Head of Private Sector Memberships, Stonewall

Tech companies are entering a new phase in their quest to better their diversity and inclusion practices. The time for window dressing has passed, it’s now time to talk about real change to make the industry inclusive.

People perform better when they can be themselves. Some might think that, since there’s been so much progress for lesbian, gay, bi and trans people over the past decade, that it’s simply: ‘job done!’

The upsetting reality is we know that’s not the case. Stonewall research shows us that more than a third of LGBT staff (35%) hide who they are at work. We also know that nearly a third of young LGBT people (30%) avoid careers in science, technology, engineering and maths because of negative stereotypes and fear of discrimination.

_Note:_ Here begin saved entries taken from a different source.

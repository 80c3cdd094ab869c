use async_trait::async_trait;
use serde::{Deserialize, Serialize};

use crate::error::PipelineError;

pub mod remote;
#[cfg(feature = "whisper")]
pub mod whisper;

pub use remote::{RemoteAsr, RemoteAsrLoader};

#[derive(Debug, Clone, Default)]
pub struct AsrParams {
    pub language: Option<String>,
    pub initial_prompt: Option<String>,
    pub word_timestamps: bool,
}

impl AsrParams {
    pub fn new() -> Self {
        Self {
            word_timestamps: true,
            ..Self::default()
        }
    }

    pub fn set_language(&mut self, language: Option<String>) -> &mut Self {
        self.language = language;
        self
    }

    pub fn set_initial_prompt(&mut self, prompt: Option<String>) -> &mut Self {
        self.initial_prompt = prompt;
        self
    }

    pub fn set_word_timestamps(&mut self, enabled: bool) -> &mut Self {
        self.word_timestamps = enabled;
        self
    }
}

#[derive(Debug, Clone, PartialEq, Serialize, Deserialize)]
pub struct WordTimestamp {
    pub word: String,
    pub start: f64,
    pub end: f64,
    pub probability: f32,
}

/// Times are seconds relative to the start of the audio passed in.
#[derive(Debug, Clone, PartialEq, Serialize, Deserialize)]
pub struct TranscribeSegment {
    pub text: String,
    pub start: f64,
    pub end: f64,
    #[serde(default)]
    pub words: Vec<WordTimestamp>,
}

#[derive(Debug, Clone, Default, Serialize, Deserialize)]
pub struct TranscribeResult {
    pub segments: Vec<TranscribeSegment>,
    pub full_text: String,
    pub language: Option<String>,
}

/// Transcription capability. `audio` is 16 kHz mono in [-1, 1].
#[async_trait]
pub trait AsrEngine: Send + Sync {
    async fn transcribe(&self, audio: Vec<f32>, params: AsrParams) -> Result<TranscribeResult, PipelineError>;
}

No one should ever feel unsafe or worried to be themselves at work. But these statistics show why LGBT inclusion is so important for the tech industry.

Where are we now?

In 2020, only three technology companies made it into the list of Britain’s Top 100 LGBT-inclusive employers. These were Fujitsu, ThoughtWorks and Atos. I want to see that number increase. Not least of all because tech companies play such a crucial role in creating the systems all of us use to navigate the world, but they’re often binary and made without thinking about the needs of diverse communities.

If we have a more open working environment it would mean the people responsible for the design and delivery of the tech we use everyday would better reflect the diversity of the world we live in. Creating an LGBT-inclusive tech industry won’t just be good for LGBT employees, it will have a hugely positive impact on the real lives of LGBT people everywhere.

Nearly a third of young LGBT people (30%) avoid careers in science, technology, engineering and maths because of negative stereotypes and fear of discrimination.

So where can tech companies start?

Diversity and inclusion require thoughtful action. It’s not a ‘tick box’ exercise, and cannot be a one-size-fits-all approach for the whole tech industry. Companies that are the most successful at this actively involve their LGBT staff. This can be done by creating a network group that meets to talk about and address the challenges they face.

LGBT staff can’t be expected to solve everything themselves; there needs be a collaborative approach between employers and employees.

One easy way to improve the workplace for LGBT employees and consumers is to show visible support for community events like Pride or LGBT History Month. You can also look at your internal HR systems and see whether you can update them to offer gender-neutral pronouns like Mx on titles.

Ultimately, whether you’re a senior leader, manager, colleague or new starter, we all have a part to play in making sure our workplace, industry and communities are places that accept and support LGBT people.